As if it wasn’t already hard enough to open and maintain a restaurant in Minneapolis, what with the pandemic and rioting making the city almost unlivable. Brian Ingram found out the hard way that there were even more challenges awaiting him has he prepared to open his new eatery, Elotes Woodfire Grill on Thursday. The grand opening didn’t take place, however, for a couple of different reasons. One was a rather mundane problem with failing a municipal fire code inspection, but the other was a protest launched against the restaurant before it even opened. Activists were unhappy with the name, saying that Ingram, a White man, had no business using the word “elotes” because it would represent “cultural appropriation” of Mexican heritage or something. (CBS Minnesota)
Before it ever opened to customers, a St. Paul restaurant specializing in Mexican street food has changed its name after activists protested, citing cultural appropriation.
Elotes Woodfire Grill was slated to open Thursday on West 7th Street, inside the keystone Keg & Case Market space left vacant by In Bloom. However, the new restaurant wasn’t able to welcome guests due to an issue with the building’s fire suppression equipment.
Protesters also picketed outside the restaurant. According to an online petition, they took issue with the owner, Brian Ingram, using the word “Elotes” in the restaurant’s name.
Local food and restaurant critic Jason DeRusha put the story up on Twitter, noting how quickly Ingram had caved to the pressure from activists.
What a Day 1 for Elotes in St. Paul: didn’t open because of fire suppression equipment issue; protestors picketed the name as cultural appropriation; they changed the name to Woodfired Cantina. Latino and Latina chefs/restauranteurs have been pushing them on this for awhile. pic.twitter.com/kqt6EfjYYc
— DeRusha Eats (@DeRushaEats) September 11, 2020
Ingram’s response to the criticism is pretty much par for the course compared to similar business owners who run afoul of the social justice warrior movement. He immediately announced that he would be changing the name of his restaurant to Woodfire Cantina and issued a statement saying “We are here to listen and learn.”
As I’ve opined here in the past, “cultural appropriation” is a nonsense term employed by the perpetually aggrieved if they run out of other things to complain about. Nobody owns the exclusive rights to any particular aspect of culture, however you choose to define it. If you think about it, every aspect of American culture aside from that of the Indigenous Peoples was “appropriated” from someplace else, be it England, Ireland, France, Germany, Italy, or elsewhere.
In this case, the specific accusation is particularly irksome. The word elotes just means corn in Spanish, specifically in parts of Mexico. It’s a staple food and nobody “invented” it themselves. But even if they had, it’s spread around the world. The word “chili” comes from the Aztecan word chilli. Should we be telling Chili’s Bar and Grill chain to change the name of all their establishments?
While we’re on the subject, the last time I was in Tijuana I distinctly remember seeing a guy with a hot dog cart on one of the sidewalks. Wasn’t he “culturally appropriating” the food of the United States? (Okay… we sort of stole that one from the Germans, but it’s still an American staple.)

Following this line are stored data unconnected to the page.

#[tokio::test]
async fn test_reregistering_deleted_user_revives_account() {
    let Some(ctx) = context_on(date(2025, 1, 15)).await else { return };
    let email = unique_email("revive");
    let user_id = register_user(&ctx, &email).await;

    assert_ok!(ctx.identity.delete_user(&user_id).await);
    let err = assert_err!(ctx.users.get_user_by_id(&user_id).await);
    assert!(matches!(err, ApiError::UserNotFound));

    let revived = register_user(&ctx, &email).await;
    assert_eq!(revived, user_id);
    assert_ok!(ctx.lists.get_default_list(&user_id).await);
}

#[tokio::test]
async fn test_expired_sessions_are_purged() {
    let Some(ctx) = context_on(date(2025, 1, 15)).await else { return };
    register_user(&ctx, &unique_email("purge")).await;

    // Test sessions live an hour, so a clock far ahead sees them all expired
    let mut conn = ctx.db.acquire().await.unwrap();
    let later = date(2030, 1, 1).and_hms_opt(0, 0, 0).unwrap().and_utc();
    let purged = db::users::delete_expired_sessions(&mut conn, later).await.unwrap();
    assert!(purged >= 1);
}

#[tokio::test]
async fn test_move_task_between_headings_of_its_list() {
    let Some(ctx) = context_on(date(2025, 1, 15)).await else { return };
    let user_id = register_user(&ctx, &unique_email("reheading")).await;

    let inbox = ctx.lists.get_default_list(&user_id).await.unwrap();
    let later = ctx.headings.create_heading(&inbox.id, &user_id, "Later").await.unwrap();
    let task_id = task_in_inbox(&ctx, &user_id, "shuffle", &[]).await;

    let moved = ctx
        .tasks
        .move_task_to_another_heading(&task_id, &user_id, &later.id)
        .await
        .unwrap();
    assert_eq!(moved.heading_id, later.id);
    assert_eq!(moved.list_id, inbox.id);

    let other = ctx.lists.create_list(&user_id, "Other").await.unwrap();
    let foreign = ctx.headings.create_heading(&other.id, &user_id, "Foreign").await.unwrap();
    let err = assert_err!(
        ctx.tasks
            .move_task_to_another_heading(&task_id, &user_id, &foreign.id)
            .await
    );
    assert!(matches!(err, ApiError::HeadingNotFound));

    let task = ctx.tasks.get_task(&task_id, &user_id).await.unwrap();
    assert_eq!(task.heading_id, later.id);
}
/// Month-grouped history of one status, months strictly after the cursor's.
///
/// Completed tasks group by `updated_at`, archived ones by `deleted_at`.
async fn get_tasks_grouped_by_month(
    conn: &mut PgConnection,
    user_id: &str,
    status: TaskStatus,
    pagination: &Pagination,
    today: NaiveDate,
) -> ApiResult<Vec<MonthTasks>> {
    if pagination.is_empty_page() {
        return Ok(Vec::new());
    }

    // Completed tasks stay live and are filed by their last edit; archived
    // ones carry a tombstone and are filed by it
    let (liveness, stamp) = match status {
        TaskStatus::Archived => ("t.deleted_at IS NOT NULL", "t.deleted_at"),
        _ => ("t.deleted_at IS NULL", "t.updated_at"),
    };

    // Without a cursor the month of 0001-01-01 excludes nothing
    let sql = format!(
        "SELECT date_trunc('month', {stamp} AT TIME ZONE 'UTC')::date AS month,
                json_agg({TASK_JSON} ORDER BY t.id) AS tasks
         FROM tasks t
         {TAGS_LATERAL}
         WHERE t.user_id = $4 AND t.status_id = $5 AND {liveness}
           AND date_trunc('month', {stamp} AT TIME ZONE 'UTC')
               > date_trunc('month', $6::date::timestamp)
         GROUP BY 1
         ORDER BY 1
         LIMIT $7"
    );

    let groups = sqlx::query_as::<_, MonthTasks>(&sql)
        .bind(today)
        .bind(completed_id())
        .bind(archived_id())
        .bind(user_id)
        .bind(status.id())
        .bind(pagination.after_date_or_start())
        .bind(pagination.limit)
        .fetch_all(conn)
        .await?;

    if groups.is_empty() {
        return Err(ApiError::NoTasksFound);
    }

    Ok(groups)
}

pub async fn get_completed_tasks(
    conn: &mut PgConnection,
    user_id: &str,
    pagination: &Pagination,
    today: NaiveDate,
) -> ApiResult<Vec<MonthTasks>> {
    get_tasks_grouped_by_month(conn, user_id, TaskStatus::Completed, pagination, today).await
}

pub async fn get_archived_tasks(
    conn: &mut PgConnection,
    user_id: &str,
    pagination: &Pagination,
    today: NaiveDate,
) -> ApiResult<Vec<MonthTasks>> {
    get_tasks_grouped_by_month(conn, user_id, TaskStatus::Archived, pagination, today).await
}

/// Column changes for a partial task update.
///
/// Outer `None` means "leave untouched"; for nullable columns the inner
/// `None` clears the value.
#[derive(Debug, Clone, Default)]
pub struct TaskChanges {
    pub title: Option<String>,
    pub description: Option<String>,
    pub start_date: Option<Option<NaiveDate>>,
    pub deadline: Option<Option<NaiveDate>>,
    pub list_id: Option<String>,
    pub heading_id: Option<String>,
}

/// Apply a partial update; `updated_at` is always bumped
pub async fn update_task(
    conn: &mut PgConnection,
    task_id: &str,
    user_id: &str,
    changes: &TaskChanges,
) -> ApiResult<()> {
    let mut builder: QueryBuilder<Postgres> =
        QueryBuilder::new("UPDATE tasks SET updated_at = now()");

    if let Some(title) = &changes.title {
        builder.push(", title = ").push_bind(title.clone());
    }
    if let Some(description) = &changes.description {
        builder.push(", description = ").push_bind(description.clone());
    }
    if let Some(start_date) = changes.start_date {
        builder.push(", start_date = ").push_bind(start_date);
    }
    if let Some(deadline) = changes.deadline {
        builder.push(", deadline = ").push_bind(deadline);
    }
    if let Some(list_id) = &changes.list_id {
        builder.push(", list_id = ").push_bind(list_id.clone());
    }
    if let Some(heading_id) = &changes.heading_id {
        builder.push(", heading_id = ").push_bind(heading_id.clone());
    }

    builder
        .push(" WHERE id = ")
        .push_bind(task_id.to_string())
        .push(" AND user_id = ")
        .push_bind(user_id.to_string())
        .push(" AND deleted_at IS NULL");

    let result = builder
        .build()
        .execute(conn)
        .await
        .map_err(crate::db::map_foreign_key_error)?;

    if result.rows_affected() == 0 {
        return Err(ApiError::TaskNotFound);
    }

    Ok(())
}

/// Set both times and the matching status atomically
pub async fn update_task_time(
    conn: &mut PgConnection,
    task_id: &str,
    user_id: &str,
    start_time: Option<DateTime<Utc>>,
    end_time: Option<DateTime<Utc>>,
    status_id: i16,
) -> ApiResult<()> {
    let result = sqlx::query(
        "UPDATE tasks SET start_time = $3, end_time = $4, status_id = $5, updated_at = now()
         WHERE id = $1 AND user_id = $2 AND deleted_at IS NULL",
    )
    .bind(task_id)
    .bind(user_id)
    .bind(start_time)
    .bind(end_time)
    .bind(status_id)
    .execute(conn)
    .await
    .map_err(|e| {
        if crate::db::is_check_violation(&e) {
            ApiError::InvalidTaskTimeRange
        } else {
            ApiError::from(e)
        }
    })?;

    if result.rows_affected() == 0 {
        return Err(ApiError::TaskNotFound);
    }

    Ok(())
}

pub async fn move_task_to_another_list(
    conn: &mut PgConnection,
    task_id: &str,
    user_id: &str,
    list_id: &str,
    heading_id: &str,
) -> ApiResult<()> {
    headings::lock_live_heading(&mut *conn, heading_id, list_id, user_id).await?;

    let result = sqlx::query(
        "UPDATE tasks SET list_id = $3, heading_id = $4, updated_at = now()
         WHERE id = $1 AND user_id = $2 AND deleted_at IS NULL",
    )
    .bind(task_id)
    .bind(user_id)
    .bind(list_id)
    .bind(heading_id)
    .execute(conn)
    .await
    .map_err(crate::db::map_foreign_key_error)?;

    if result.rows_affected() == 0 {
        return Err(ApiError::TaskNotFound);
    }

    Ok(())
}

/// Move a task under another live heading of its current list.
///
/// The target heading is share-locked first, so a concurrent heading delete
/// either archives the moved task or makes this return `HeadingNotFound`.
pub async fn move_task_to_another_heading(
    conn: &mut PgConnection,
    task_id: &str,
    user_id: &str,
    heading_id: &str,
) -> ApiResult<()> {
    let list_id = sqlx::query_scalar::<_, String>(
        "SELECT list_id FROM tasks WHERE id = $1 AND user_id = $2 AND deleted_at IS NULL",
    )
    .bind(task_id)
    .bind(user_id)
    .fetch_optional(&mut *conn)
    .await?
    .ok_or(ApiError::TaskNotFound)?;

    headings::lock_live_heading(&mut *conn, heading_id, &list_id, user_id).await?;

    // The list is re-checked in case the task moved lists in between
    let result = sqlx::query(
        "UPDATE tasks SET heading_id = $3, updated_at = now()
         WHERE id = $1 AND user_id = $2 AND list_id = $4 AND deleted_at IS NULL",
    )
    .bind(task_id)
    .bind(user_id)
    .bind(heading_id)
    .bind(&list_id)
    .execute(&mut *conn)
    .await
    .map_err(crate::db::map_foreign_key_error)?;

    if result.rows_affected() == 0 {
        return Err(ApiError::TaskNotFound);
    }

    Ok(())
}

/// Completion changes the status only; the task stays live
pub async fn mark_as_completed(
    conn: &mut PgConnection,
    task_id: &str,
    user_id: &str,
    status_id: i16,
) -> ApiResult<()> {
    let result = sqlx::query(
        "UPDATE tasks SET status_id = $3, updated_at = now()
         WHERE id = $1 AND user_id = $2 AND deleted_at IS NULL",
    )
    .bind(task_id)
    .bind(user_id)
    .bind(status_id)
    .execute(conn)
    .await?;

    if result.rows_affected() == 0 {
        return Err(ApiError::TaskNotFound);
    }

    Ok(())
}

/// Archival sets the status and the tombstone
pub async fn mark_as_archived(
    conn: &mut PgConnection,
    task_id: &str,
    user_id: &str,
    status_id: i16,
) -> ApiResult<()> {
    let result = sqlx::query(
        "UPDATE tasks SET status_id = $3, deleted_at = now()
         WHERE id = $1 AND user_id = $2 AND deleted_at IS NULL",
    )
    .bind(task_id)
    .bind(user_id)
    .bind(status_id)
    .execute(conn)
    .await?;

    if result.rows_affected() == 0 {
        return Err(ApiError::TaskNotFound);
    }

    Ok(())
}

Sadly, it takes almost nothing to get somebody canceled in our current culture, so Ingram probably felt he had no choice in the matter. If he had Latino critics protesting his restaurant, he wasn’t going to be off to a very good start in terms of attracting diners, particularly among the younger customers. So he faced a choice of bending a knee to his progressive overlords or risk having his new business venture fail before it even made it out of the starting blocks. And the liberals get to celebrate collecting another scalp. Perhaps some conservatives need to organize a protest of the restaurant now just to demonstrate how pointless this all is.